Miss Lois had a new task in mind but she was a little reluctant. She didn’t want me to have to spend money on tasks. So she suggested the following: if I didn’t want to do the task because of the money I wouldn’t have to. But if I didn’t want to do it for any other reason, I would have to do the task like any other. I said I thought that was fair. I had no idea what kind of task she had in mind. Then she said…
Miss Lois: “I want you to get your bikini area waxed.
I immediately felt a rush of panic. Getting my bikini area waxed in like a studio? By a stranger? Where I’d have to lie on like… a table? and show my vagina for them to… well sort of touch it to remove the hairs?
“In a waxing studio, exactly,” she said.
I felt some sort of sensation in my entire body. It wasn’t arousal, just panic. I felt a little bit lightheaded and very unsure if I could do it or not. But I didn’t mind the money that much so there was no reason why I could not do the task. I had to do it… so I said “Okay, Miss” and then our conversation went elsewhere.
After Miss Lois had left, I did some research online, googling for experiences of other women who had their bikini area waxed. As it turned out, some had written blog posts about it, which was quite funny to read, even in the vanilla context. It also calmed me down a bit. I now knew what to expect and slowly adjusted my mindset to get used to the idea until I thought: I can do this. It’s fine. Women do this all the time, it’s a completely normal thing. I have nothing to be afraid of.
But finding a place to do it made me more nervous again. I kept on imagining what it would be like… to undress in a room with a stranger – to then lie down and ‘happily’ let this person see my vagina… to then let them rip off all the hairs…
I was still a little terrified. I didn’t know if it was better to set a later date or do it sooner. So I told my brain to shut up and simply booked a date, maybe two weeks after she told me to do it?
The closest venue where I could have my bikini area waxed was a 30-minute bicycle ride away. I knew I couldn’t take the car cause my mum would be using it and if she wasn’t she’d definitely want to know what I’d be up to… and if I’d said simply going to town, she would have wanted to tag along. So I accepted that I’d simply have to cycle there and then back home with a possibly very sensitive pussy.
I had booked the appointment for 10 AM, hoping that this way I’d avoid feeling nervous all day. I decided to wear some normal trousers and a top and arrived about 10 minutes early. Upon arrival, I was greeted at the reception/bar, where a woman of around my age offered me a drink and a mundane chat to calm down my nerves. She told me she was studying a degree in playwriting in Belgium, so she must have obviously been home for the summer too. It helped me relax and I thought: this is fine, I now have 10 minutes to mentally prepare but then in the middle of our conversation, the person who was going to wax my pussy walked in saying she was ready for me.
So I followed her through the hallway, feeling my heart beat in my chest, while my surrounding looked slightly blurry. We entered quite a small room with one cushioned table in the middle and a tv screen on the ceiling. She took me to the end of the room where there was a door with a very small room that really wasn’t much more than a box. She told me to undress in there and when I was ready to come and lie on the table. In the meantime, she left and so I entered the cubicle and took off my clothes…

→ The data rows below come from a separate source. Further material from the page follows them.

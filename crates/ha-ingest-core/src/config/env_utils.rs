//! Environment variable loading with type conversion and defaults.

use std::env;
use std::str::FromStr;
use std::time::Duration;

use crate::config::{ConfigError, ConfigResult};

/// Environment variable loader used by every configuration section.
pub struct EnvLoader;

impl EnvLoader {
    /// Load a required environment variable.
    pub fn load_required<T>(key: &str) -> ConfigResult<T>
    where
        T: FromStr,
        T::Err: std::fmt::Display,
    {
        let value = env::var(key).map_err(|_| ConfigError::env_var_not_found(key))?;
        value
            .parse()
            .map_err(|e| ConfigError::parse_error(key, format!("{}", e)))
    }

    /// Load an optional environment variable, falling back to a default.
    pub fn load_with_default<T>(key: &str, default: T) -> ConfigResult<T>
    where
        T: FromStr,
        T::Err: std::fmt::Display,
    {
        match env::var(key) {
            Ok(value) => value
                .parse()
                .map_err(|e| ConfigError::parse_error(key, format!("{}", e))),
            Err(_) => Ok(default),
        }
    }

    /// Load an optional environment variable.
    pub fn load_optional<T>(key: &str) -> ConfigResult<Option<T>>
    where
        T: FromStr,
        T::Err: std::fmt::Display,
    {
        match env::var(key) {
            Ok(value) => value
                .parse()
                .map(Some)
                .map_err(|e| ConfigError::parse_error(key, format!("{}", e))),
            Err(_) => Ok(None),
        }
    }

    /// Load a boolean accepting the usual string variations.
    pub fn load_bool(key: &str, default: bool) -> bool {
        match env::var(key).as_deref() {
            Ok("true" | "True" | "TRUE" | "1" | "yes" | "Yes" | "YES" | "on" | "On" | "ON") => true,
            Ok("false" | "False" | "FALSE" | "0" | "no" | "No" | "NO" | "off" | "Off" | "OFF") => {
                false
            }
            _ => default,
        }
    }

    /// Load a duration expressed in whole seconds.
    pub fn load_duration_secs(key: &str, default_secs: u64) -> ConfigResult<Duration> {
        let secs: u64 = Self::load_with_default(key, default_secs)?;
        Ok(Duration::from_secs(secs))
    }

    /// Load a duration expressed in milliseconds.
    pub fn load_duration_millis(key: &str, default_millis: u64) -> ConfigResult<Duration> {
        let millis: u64 = Self::load_with_default(key, default_millis)?;
        Ok(Duration::from_millis(millis))
    }

    /// Load a comma-separated list, empty when unset.
    pub fn load_list(key: &str) -> Vec<String> {
        match env::var(key) {
            Ok(value) if !value.trim().is_empty() => value
                .split(',')
                .map(|s| s.trim().to_string())
                .filter(|s| !s.is_empty())
                .collect(),
            _ => Vec::new(),
        }
    }
}
//! Event models shared across the pipeline.
//!
//! A [`RawEvent`] is an opaque frame taken off the source link; it is never
//! persisted. Normalization turns it into a [`NormalizedEvent`], the canonical
//! record every filter, transform and sink operates on. Enrichment workers
//! produce the same record with a non-state [`EventSource`] tag.

use std::time::Instant;

use async_trait::async_trait;
use chrono::{DateTime, SecondsFormat, Utc};
use serde::{Deserialize, Serialize};
use sha2::{Digest, Sha256};

use crate::error::IngestResult;

/// Origin of a normalized event, used as a low-cardinality tag downstream.
#[derive(Debug, Clone, Copy, PartialEq, Eq, Hash, Serialize, Deserialize)]
#[serde(rename_all = "snake_case")]
pub enum EventSource {
    StateChange,
    Weather,
    PowerCorrelation,
}

impl EventSource {
    pub fn as_str(&self) -> &'static str {
        match self {
            EventSource::StateChange => "state_change",
            EventSource::Weather => "weather",
            EventSource::PowerCorrelation => "power_correlation",
        }
    }
}

/// An opaque frame received from the source link.
///
/// Carries both a monotonic receipt instant (for heartbeat accounting) and
/// the wall-clock receipt time that ends up on the normalized record.
#[derive(Debug, Clone)]
pub struct RawEvent {
    /// Source event kind, e.g. `state_changed` or `registry_snapshot`.
    pub kind: String,
    /// The nested `data` payload of the source frame.
    pub payload: serde_json::Value,
    pub received_at: Instant,
    pub received_wall: DateTime<Utc>,
}

impl RawEvent {
    pub fn new(kind: impl Into<String>, payload: serde_json::Value) -> Self {
        Self {
            kind: kind.into(),
            payload,
            received_at: Instant::now(),
            received_wall: Utc::now(),
        }
    }
}

/// The canonical internal record produced from a [`RawEvent`].
#[derive(Debug, Clone, Serialize, Deserialize)]
pub struct NormalizedEvent {
    pub event_type: String,
    pub entity_id: String,
    /// Left component of `entity_id`.
    pub domain: String,
    pub previous_state: Option<String>,
    pub new_state: Option<String>,
    pub attributes: serde_json::Map<String, serde_json::Value>,
    /// Wall-clock time reported by the source (`time_fired` for state
    /// changes, fetched-at for enrichment).
    pub source_timestamp: DateTime<Utc>,
    pub receipt_timestamp: DateTime<Utc>,
    /// Stable hash of `entity_id` + `source_timestamp`; downstream consumers
    /// dedup on this across at-least-once redelivery.
    pub correlation_id: String,
    pub source: EventSource,
}

impl NormalizedEvent {
    /// Stable correlation id: SHA-256 over entity id and the RFC 3339
    /// nanosecond rendering of the source timestamp, truncated to 16 bytes.
    pub fn correlation_id_for(entity_id: &str, source_timestamp: DateTime<Utc>) -> String {
        let mut hasher = Sha256::new();
        hasher.update(entity_id.as_bytes());
        hasher.update(b"\n");
        hasher.update(
            source_timestamp
                .to_rfc3339_opts(SecondsFormat::Nanos, true)
                .as_bytes(),
        );
        let digest = hasher.finalize();
        digest[..16].iter().map(|b| format!("{:02x}", b)).collect()
    }

    /// Domain is the left component of a dotted entity id; ids without a dot
    /// map to the `unknown` domain rather than being rejected.
    pub fn domain_of(entity_id: &str) -> &str {
        match entity_id.split_once('.') {
            Some((domain, _)) if !domain.is_empty() => domain,
            _ => "unknown",
        }
    }

    /// Build an enrichment record with the fetched-at timestamp as its
    /// source timestamp.
    pub fn enrichment(
        source: EventSource,
        entity_id: impl Into<String>,
        fetched_at: DateTime<Utc>,
        attributes: serde_json::Map<String, serde_json::Value>,
        state: Option<String>,
    ) -> Self {
        let entity_id = entity_id.into();
        let correlation_id = Self::correlation_id_for(&entity_id, fetched_at);
        let domain = Self::domain_of(&entity_id).to_string();
        NormalizedEvent {
            event_type: source.as_str().to_string(),
            entity_id,
            domain,
            previous_state: None,
            new_state: state,
            attributes,
            source_timestamp: fetched_at,
            receipt_timestamp: Utc::now(),
            correlation_id,
            source,
        }
    }
}

/// Device metadata discovered from the source, upserted into the metadata
/// store keyed by `device_id`.
#[derive(Debug, Clone, PartialEq, Serialize, Deserialize)]
pub struct DeviceRecord {
    pub device_id: String,
    pub name: String,
    pub manufacturer: Option<String>,
    pub model: Option<String>,
    pub sw_version: Option<String>,
    pub area_id: Option<String>,
}

/// Entity metadata discovered from the source, upserted keyed by
/// `entity_id`.
#[derive(Debug, Clone, PartialEq, Serialize, Deserialize)]
pub struct EntityRecord {
    pub entity_id: String,
    pub device_id: Option<String>,
    pub domain: String,
    pub platform: String,
    pub disabled: bool,
}

impl EntityRecord {
    /// Minimal row synthesized the first time an unknown entity id appears
    /// in the stream; a later registry snapshot fills in the rest.
    pub fn stub(entity_id: &str) -> Self {
        EntityRecord {
            entity_id: entity_id.to_string(),
            device_id: None,
            domain: NormalizedEvent::domain_of(entity_id).to_string(),
            platform: "unknown".to_string(),
            disabled: false,
        }
    }
}

/// Seam between the source connector and the pipeline intake.
///
/// The intake queue implements this with blocking semantics: when the queue
/// is full the call suspends until space frees up, which is how backpressure
/// reaches the source reader.
#[async_trait]
pub trait EventSink: Send + Sync {
    async fn deliver(&self, event: RawEvent) -> IngestResult<()>;
}
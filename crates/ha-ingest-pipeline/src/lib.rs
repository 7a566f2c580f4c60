//! # ha-ingest-pipeline
//!
//! The in-process pipeline between the source connector and the stores:
//!
//! - [`intake`]: the bounded dual-policy intake queue.
//! - [`router`]: filter/transform chains and hash-partitioned workers
//!   preserving per-entity order.
//! - [`writer`]: the batching time-series writer with its retry buffer,
//!   over the [`tsdb`] client and [`line_protocol`] encoding.
//! - [`metadata`]: the embedded relational store and its coalescing
//!   synchronizer.
//! - [`enrichment`]: scheduled workers feeding side-channel context into
//!   the same intake.

pub mod enrichment;
pub mod filters;
pub mod intake;
pub mod line_protocol;
pub mod metadata;
pub mod normalize;
pub mod router;
pub mod transforms;
pub mod tsdb;
pub mod writer;

pub use enrichment::{EnrichmentScheduler, EnrichmentWorker, PowerCorrelationWorker, WeatherWorker};
pub use filters::{FilterChain, FilterRule};
pub use intake::{IntakeItem, IntakeQueue};
pub use metadata::{MetadataHandle, MetadataStore, MetadataSynchronizer};
pub use router::EventRouter;
pub use transforms::{TransformChain, TransformRule};
pub use tsdb::TsdbClient;
pub use writer::{Batch, BatchWriter, BatchWriterHandle};
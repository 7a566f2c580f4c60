//! HTTP client for the time-series store's batched line-protocol write
//! endpoint.
//!
//! Status classification drives the writer's retry decision: 2xx succeeds,
//! 401/403 means the token is bad (permanent), 400/413/422 means the store
//! rejected the payload shape (permanent), and everything else (429, 5xx,
//! transport failures, deadline expiry) is transient and retried.

use reqwest::StatusCode;
use tracing::debug;

use ha_ingest_core::config::TsdbConfig;
use ha_ingest_core::error::{IngestError, IngestResult};

/// Client for the v2 write API.
#[derive(Debug, Clone)]
pub struct TsdbClient {
    http: reqwest::Client,
    write_url: String,
    ping_url: String,
    token: String,
}

impl TsdbClient {
    pub fn new(config: &TsdbConfig) -> IngestResult<Self> {
        let http = reqwest::Client::builder()
            .timeout(config.write_timeout)
            .build()
            .map_err(|e| {
                IngestError::configuration(format!("failed to build TSDB client: {}", e))
            })?;
        let base = config.url.trim_end_matches('/');
        Ok(TsdbClient {
            http,
            write_url: format!(
                "{}/api/v2/write?org={}&bucket={}&precision=ns",
                base, config.org, config.bucket
            ),
            ping_url: format!("{}/ping", base),
            token: config.token.clone(),
        })
    }

    /// Write one encoded batch. The per-flush deadline is the client-wide
    /// request timeout configured at construction.
    pub async fn write_lines(&self, body: String) -> IngestResult<()> {
        let response = self
            .http
            .post(&self.write_url)
            .header("Authorization", format!("Token {}", self.token))
            .header("Content-Type", "text/plain; charset=utf-8")
            .body(body)
            .send()
            .await
            .map_err(|e| {
                if e.is_timeout() {
                    IngestError::transient_network(&self.write_url, "write deadline exceeded")
                } else {
                    IngestError::transient_network(&self.write_url, format!("send failed: {}", e))
                }
            })?;

        let status = response.status();
        if status.is_success() {
            return Ok(());
        }
        let detail = response.text().await.unwrap_or_default();
        debug!(status = %status, detail = %detail, "write rejected");
        Err(classify_status(status, &self.write_url, &detail))
    }

    /// Advisory reachability probe used at startup; never fatal.
    pub async fn ping(&self) -> bool {
        match self.http.get(&self.ping_url).send().await {
            Ok(response) => response.status().is_success(),
            Err(_) => false,
        }
    }
}

fn classify_status(status: StatusCode, endpoint: &str, detail: &str) -> IngestError {
    match status {
        StatusCode::UNAUTHORIZED | StatusCode::FORBIDDEN => IngestError::authentication(
            endpoint,
            format!("{}: {}", status, truncate(detail, 200)),
        ),
        StatusCode::BAD_REQUEST | StatusCode::PAYLOAD_TOO_LARGE | StatusCode::UNPROCESSABLE_ENTITY => {
            IngestError::persistence_permanent(
                "tsdb",
                format!("{}: {}", status, truncate(detail, 200)),
            )
        }
        _ => IngestError::transient_network(
            endpoint,
            format!("{}: {}", status, truncate(detail, 200)),
        ),
    }
}

fn truncate(s: &str, max: usize) -> &str {
    match s.char_indices().nth(max) {
        Some((idx, _)) => &s[..idx],
        None => s,
    }
}

/// Dead-letter reason for a write failure.
pub fn dead_letter_reason(err: &IngestError) -> &'static str {
    match err {
        IngestError::Authentication { .. } => "tsdb:auth",
        IngestError::Persistence { permanent: true, .. } => "tsdb:schema",
        _ => "tsdb:write",
    }
}

#[cfg(test)]
mod tests {
    use super::*;
    use std::time::Duration;

    fn config(url: &str) -> TsdbConfig {
        TsdbConfig {
            url: url.to_string(),
            token: "secret".to_string(),
            org: "home".to_string(),
            bucket: "telemetry".to_string(),
            batch_size: 1000,
            flush_interval: Duration::from_secs(5),
            write_timeout: Duration::from_secs(5),
            retry_buffer_batches: 100,
        }
    }

    #[test]
    fn builds_write_url_with_org_bucket_and_precision() {
        let client = TsdbClient::new(&config("http://influx:8086/")).unwrap();
        assert_eq!(
            client.write_url,
            "http://influx:8086/api/v2/write?org=home&bucket=telemetry&precision=ns"
        );
    }

    #[test]
    fn schema_rejections_are_permanent() {
        let err = classify_status(StatusCode::UNPROCESSABLE_ENTITY, "url", "bad field type");
        assert!(matches!(
            err,
            IngestError::Persistence { permanent: true, .. }
        ));
        assert_eq!(dead_letter_reason(&err), "tsdb:schema");
    }

    #[test]
    fn auth_rejections_map_to_authentication() {
        let err = classify_status(StatusCode::UNAUTHORIZED, "url", "bad token");
        assert!(matches!(err, IngestError::Authentication { .. }));
        assert_eq!(dead_letter_reason(&err), "tsdb:auth");
    }

    #[test]
    fn server_errors_and_throttling_are_transient() {
        for status in [
            StatusCode::INTERNAL_SERVER_ERROR,
            StatusCode::BAD_GATEWAY,
            StatusCode::SERVICE_UNAVAILABLE,
            StatusCode::TOO_MANY_REQUESTS,
        ] {
            let err = classify_status(status, "url", "");
            assert!(err.is_retryable(), "{} should be retryable", status);
        }
    }
}
//! Batch writer flush and retry behavior against a mock store endpoint.

use std::sync::Arc;
use std::time::Duration;

use chrono::{TimeZone, Utc};
use tokio_util::sync::CancellationToken;
use wiremock::matchers::{header, method, path, query_param};
use wiremock::{Mock, MockServer, ResponseTemplate};

use ha_ingest_core::config::TsdbConfig;
use ha_ingest_core::metrics::PipelineMetrics;
use ha_ingest_core::point::Point;
use ha_ingest_pipeline::tsdb::TsdbClient;
use ha_ingest_pipeline::writer::{BatchWriter, BatchWriterHandle};

fn tsdb_config(url: String, batch_size: usize, flush_interval: Duration) -> TsdbConfig {
    TsdbConfig {
        url,
        token: "secret".to_string(),
        org: "home".to_string(),
        bucket: "telemetry".to_string(),
        batch_size,
        flush_interval,
        write_timeout: Duration::from_secs(5),
        retry_buffer_batches: 100,
    }
}

struct WriterHarness {
    handle: BatchWriterHandle,
    task: tokio::task::JoinHandle<ha_ingest_core::error::IngestResult<()>>,
    metrics: Arc<PipelineMetrics>,
    shutdown: CancellationToken,
}

fn start_writer(config: TsdbConfig) -> WriterHarness {
    let metrics = Arc::new(PipelineMetrics::new().unwrap());
    let shutdown = CancellationToken::new();
    let client = TsdbClient::new(&config).unwrap();
    let (writer, handle) =
        BatchWriter::channel(config, client, Arc::clone(&metrics), shutdown.clone());
    WriterHarness {
        handle,
        task: tokio::spawn(writer.run()),
        metrics,
        shutdown,
    }
}

fn point(n: i64) -> Point {
    let ts = Utc.with_ymd_and_hms(2025, 6, 1, 12, 0, 0).unwrap() + chrono::Duration::seconds(n);
    Point::new("entity_state", ts)
        .tag("entity_id", "light.kitchen")
        .field("seq", n)
}

async fn wait_until(deadline: Duration, mut check: impl FnMut() -> bool) -> bool {
    let start = tokio::time::Instant::now();
    while start.elapsed() < deadline {
        if check() {
            return true;
        }
        tokio::time::sleep(Duration::from_millis(20)).await;
    }
    false
}

#[tokio::test]
async fn size_trigger_flushes_a_full_batch_in_order() {
    let server = MockServer::start().await;
    Mock::given(method("POST"))
        .and(path("/api/v2/write"))
        .and(query_param("org", "home"))
        .and(query_param("bucket", "telemetry"))
        .and(query_param("precision", "ns"))
        .and(header("Authorization", "Token secret"))
        .respond_with(ResponseTemplate::new(204))
        .mount(&server)
        .await;

    let harness = start_writer(tsdb_config(server.uri(), 2, Duration::from_secs(60)));
    harness.handle.enqueue(point(0)).await.unwrap();
    harness.handle.enqueue(point(1)).await.unwrap();

    let m = Arc::clone(&harness.metrics);
    assert!(wait_until(Duration::from_secs(5), || m.writer.batches_flushed.get() == 1).await);
    assert_eq!(harness.metrics.writer.points_written.get(), 2);

    let requests = server.received_requests().await.unwrap();
    assert_eq!(requests.len(), 1);
    let body = String::from_utf8(requests[0].body.clone()).unwrap();
    let lines: Vec<&str> = body.lines().collect();
    assert_eq!(lines.len(), 2);
    assert!(lines[0].contains("seq=0i"));
    assert!(lines[1].contains("seq=1i"));

    harness.shutdown.cancel();
    drop(harness.handle);
    let _ = tokio::time::timeout(Duration::from_secs(5), harness.task).await;
}

#[tokio::test]
async fn age_trigger_flushes_a_partial_batch() {
    let server = MockServer::start().await;
    Mock::given(method("POST"))
        .respond_with(ResponseTemplate::new(204))
        .mount(&server)
        .await;

    let harness = start_writer(tsdb_config(server.uri(), 1000, Duration::from_millis(150)));
    harness.handle.enqueue(point(0)).await.unwrap();

    let m = Arc::clone(&harness.metrics);
    assert!(wait_until(Duration::from_secs(5), || m.writer.batches_flushed.get() == 1).await);
    assert_eq!(harness.metrics.writer.points_written.get(), 1);

    harness.shutdown.cancel();
    drop(harness.handle);
    let _ = tokio::time::timeout(Duration::from_secs(5), harness.task).await;
}

#[tokio::test]
async fn schema_rejection_dead_letters_the_batch_and_the_next_succeeds() {
    let server = MockServer::start().await;
    // First write is rejected as malformed; everything after succeeds.
    Mock::given(method("POST"))
        .respond_with(ResponseTemplate::new(422).set_body_string("field type conflict"))
        .up_to_n_times(1)
        .expect(1)
        .mount(&server)
        .await;
    Mock::given(method("POST"))
        .respond_with(ResponseTemplate::new(204))
        .mount(&server)
        .await;

    let harness = start_writer(tsdb_config(server.uri(), 3, Duration::from_secs(60)));
    for n in 0..3 {
        harness.handle.enqueue(point(n)).await.unwrap();
    }
    let m = Arc::clone(&harness.metrics);
    assert!(
        wait_until(Duration::from_secs(5), || {
            m.writer
                .points_dead_lettered
                .with_label_values(&["tsdb:schema"])
                .get()
                == 3
        })
        .await
    );

    // The pipeline keeps going: the very next batch lands.
    for n in 3..6 {
        harness.handle.enqueue(point(n)).await.unwrap();
    }
    assert!(wait_until(Duration::from_secs(5), || m.writer.points_written.get() == 3).await);
    assert_eq!(harness.metrics.writer.batches_flushed.get(), 1);

    harness.shutdown.cancel();
    drop(harness.handle);
    let result = tokio::time::timeout(Duration::from_secs(5), harness.task)
        .await
        .expect("writer stopped")
        .unwrap();
    assert!(result.is_ok());
}

#[tokio::test]
async fn transient_failure_is_retried_until_it_lands() {
    let server = MockServer::start().await;
    Mock::given(method("POST"))
        .respond_with(ResponseTemplate::new(503))
        .up_to_n_times(2)
        .mount(&server)
        .await;
    Mock::given(method("POST"))
        .respond_with(ResponseTemplate::new(204))
        .mount(&server)
        .await;

    let harness = start_writer(tsdb_config(server.uri(), 2, Duration::from_secs(60)));
    harness.handle.enqueue(point(0)).await.unwrap();
    harness.handle.enqueue(point(1)).await.unwrap();

    let m = Arc::clone(&harness.metrics);
    assert!(wait_until(Duration::from_secs(10), || m.writer.points_written.get() == 2).await);
    assert!(harness.metrics.writer.batches_retried.get() >= 1);
    // Nothing was lost to the dead-letter counters.
    assert_eq!(
        harness
            .metrics
            .writer
            .points_dead_lettered
            .with_label_values(&["tsdb:write"])
            .get(),
        0
    );

    harness.shutdown.cancel();
    drop(harness.handle);
    let _ = tokio::time::timeout(Duration::from_secs(5), harness.task).await;
}

#[tokio::test]
async fn closing_intake_forces_a_final_flush() {
    let server = MockServer::start().await;
    Mock::given(method("POST"))
        .respond_with(ResponseTemplate::new(204))
        .mount(&server)
        .await;

    let harness = start_writer(tsdb_config(server.uri(), 1000, Duration::from_secs(60)));
    for n in 0..500 {
        harness.handle.enqueue(point(n)).await.unwrap();
    }
    drop(harness.handle);

    let result = tokio::time::timeout(Duration::from_secs(5), harness.task)
        .await
        .expect("writer stopped")
        .unwrap();
    assert!(result.is_ok());
    assert_eq!(harness.metrics.writer.points_written.get(), 500);

    let requests = server.received_requests().await.unwrap();
    let total_lines: usize = requests
        .iter()
        .map(|r| String::from_utf8(r.body.clone()).unwrap().lines().count())
        .sum();
    assert_eq!(total_lines, 500);
}

#[tokio::test]
async fn repeated_credential_rejection_is_fatal() {
    let server = MockServer::start().await;
    Mock::given(method("POST"))
        .respond_with(ResponseTemplate::new(401).set_body_string("unauthorized"))
        .mount(&server)
        .await;

    let harness = start_writer(tsdb_config(server.uri(), 1, Duration::from_secs(60)));
    for n in 0..3 {
        harness.handle.enqueue(point(n)).await.unwrap();
    }

    let result = tokio::time::timeout(Duration::from_secs(10), harness.task)
        .await
        .expect("writer gave up")
        .unwrap();
    assert!(result.is_err());
    assert_eq!(
        harness
            .metrics
            .writer
            .points_dead_lettered
            .with_label_values(&["tsdb:auth"])
            .get(),
        3
    );
}
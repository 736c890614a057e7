//! Discovery client
//!
//! The discovery service maps public keys to entries. Clients look up the
//! delegated servers of the peers they dial, relay servers advertise their
//! address, and both keep their own entry fresh.

mod api;
mod entry;
mod http;
mod memory;

pub use api::router;
pub use entry::{ClientInfo, Entry, ServerInfo, ENTRY_VERSION};
pub use http::HttpDiscovery;
pub use memory::MemoryDiscovery;

use async_trait::async_trait;

use dmsg_protocol::PubKey;

use crate::error::{DiscoveryError, DmsgError};

/// Access to a discovery service
#[async_trait]
pub trait Discovery: Send + Sync {
    /// Look up the entry of `pk`
    async fn entry(&self, pk: &PubKey) -> Result<Entry, DiscoveryError>;

    /// Create or update an entry; the caller may retry on failure
    async fn post_entry(&self, entry: &Entry) -> Result<(), DiscoveryError>;

    /// Server entries that still accept sessions
    async fn available_servers(&self) -> Result<Vec<Entry>, DiscoveryError>;

    /// All client entries
    async fn client_entries(&self) -> Result<Vec<Entry>, DiscoveryError>;

    /// Entry of `pk`, which must be a server
    async fn server_entry(&self, pk: &PubKey) -> Result<Entry, DiscoveryError> {
        let entry = self.entry(pk).await?;
        if !entry.is_server() {
            return Err(DmsgError::DiscEntryIsNotServer.into());
        }
        Ok(entry)
    }

    /// Entry of `pk`, which must be a client with delegated servers
    async fn client_entry(&self, pk: &PubKey) -> Result<Entry, DiscoveryError> {
        let entry = self.entry(pk).await?;
        if !entry.is_client() {
            return Err(DmsgError::DiscEntryIsNotClient.into());
        }
        if entry.delegated_servers().is_empty() {
            return Err(DmsgError::DiscEntryHasNoDelegated.into());
        }
        Ok(entry)
    }
}
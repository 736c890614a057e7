//! In-process discovery store

use async_trait::async_trait;
use dashmap::DashMap;

use dmsg_protocol::PubKey;

use super::{Discovery, Entry};
use crate::error::{DiscoveryError, DmsgError};

/// Discovery backed by an in-memory map
///
/// Applies the same validation as the HTTP service: entries must be signed
/// and every update must advance the sequence.
#[derive(Debug, Default)]
pub struct MemoryDiscovery {
    entries: DashMap<PubKey, Entry>,
}

impl MemoryDiscovery {
    pub fn new() -> Self {
        Self::default()
    }

    /// Number of stored entries
    pub fn len(&self) -> usize {
        self.entries.len()
    }

    pub fn is_empty(&self) -> bool {
        self.entries.is_empty()
    }

    /// Remove an entry, returning it
    pub fn remove(&self, pk: &PubKey) -> Option<Entry> {
        self.entries.remove(pk).map(|(_, e)| e)
    }
}

#[async_trait]
impl Discovery for MemoryDiscovery {
    async fn entry(&self, pk: &PubKey) -> Result<Entry, DiscoveryError> {
        self.entries
            .get(pk)
            .map(|e| e.clone())
            .ok_or(DiscoveryError::Entry(DmsgError::DiscEntryNotFound))
    }

    async fn post_entry(&self, entry: &Entry) -> Result<(), DiscoveryError> {
        entry.validate()?;
        match self.entries.entry(entry.static_pk) {
            dashmap::mapref::entry::Entry::Occupied(mut stored) => {
                entry.validate_iteration(stored.get())?;
                stored.insert(entry.clone());
            }
            dashmap::mapref::entry::Entry::Vacant(slot) => {
                slot.insert(entry.clone());
            }
        }
        tracing::trace!(pk = %entry.static_pk, sequence = entry.sequence, "Stored entry");
        Ok(())
    }

    async fn available_servers(&self) -> Result<Vec<Entry>, DiscoveryError> {
        let mut servers: Vec<Entry> = self
            .entries
            .iter()
            .filter(|e| {
                e.server
                    .as_ref()
                    .is_some_and(|s| s.available_sessions > 0)
            })
            .map(|e| e.clone())
            .collect();
        servers.sort_by_key(|e| e.static_pk);
        Ok(servers)
    }

    async fn client_entries(&self) -> Result<Vec<Entry>, DiscoveryError> {
        Ok(self
            .entries
            .iter()
            .filter(|e| e.is_client())
            .map(|e| e.clone())
            .collect())
    }
}
//! dmsg: relayed, multiplexed streams between public keys
//!
//! A [`Client`] keeps authenticated sessions with relay servers found through
//! discovery and multiplexes [`Stream`]s over them. A [`Server`] accepts
//! client sessions and relays streams between them.

pub mod client;
pub mod listener;
mod registration;
pub mod server;
mod session;
pub mod stream;

pub use client::{Callbacks, Client};
pub use listener::Listener;
pub use server::Server;
pub use stream::{Stream, INITIAL_WINDOW, MAX_DATA_CHUNK};

pub use dmsg_core::{DmsgError, Error, Result};
pub use dmsg_protocol::{Addr, PubKey, SecKey};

It felt very strange, stepping outside of that cubicle half-naked. It felt even stranger walking to the table and lying down… and then hearing and seeing her come back in. She asked me if I’d done this before and I wondered if it wasn’t completely obvious that I hadn’t. I told her I wasn’t too nervous and that I was simply annoyed with my hair and had been told by a friend that this was a very convenient way to get rid of it for a while. lol. She said that she did this every few months and couldn’t go without anymore… so at least I guess she definitely thought this was normal!
She asked me to put the soles of my feet together so that she could access my bikini area more easily. It’s quite an uncomfortable position actually… for me anyway. I play football and this is the kinda stretch we often do because those muscles are quite tight for footballers somehow… and I happen to always start shaking when being in a certain positions costs me some effort… which I really didn’t want to do here because I didn’t want to seem afraid! Which I wasn’t! (I think, lol).
Actually, I felt a lot more comfortable than that one time a doctor had to look inside of me… which then hurt very much in a very unpleasant way.
The waxing itself wasn’t so bad. Since I’d have wax dripped on me before I didn’t think waxing off hair could be that painful. The wax felt a little hot and it did hurt a little when she pulled it off, especially when she started coming closer to the more sensitive areas. My legs would move in response to the pain sometimes although I really tried to keep them completely still. She kept on asking me if it was okay and I just wanted her to stop asking. It was fine. It was fine.
After it was done, she told me not to exercise for two days as sweat could increase the risk of infection.
And that was that. It wasn’t all that scary in the end. And I was quite happy to have all my hair removed down there! I sent Miss Lois a picture of the end result of course and felt very happy with my successful accomplishment of something that was initially really scary to me.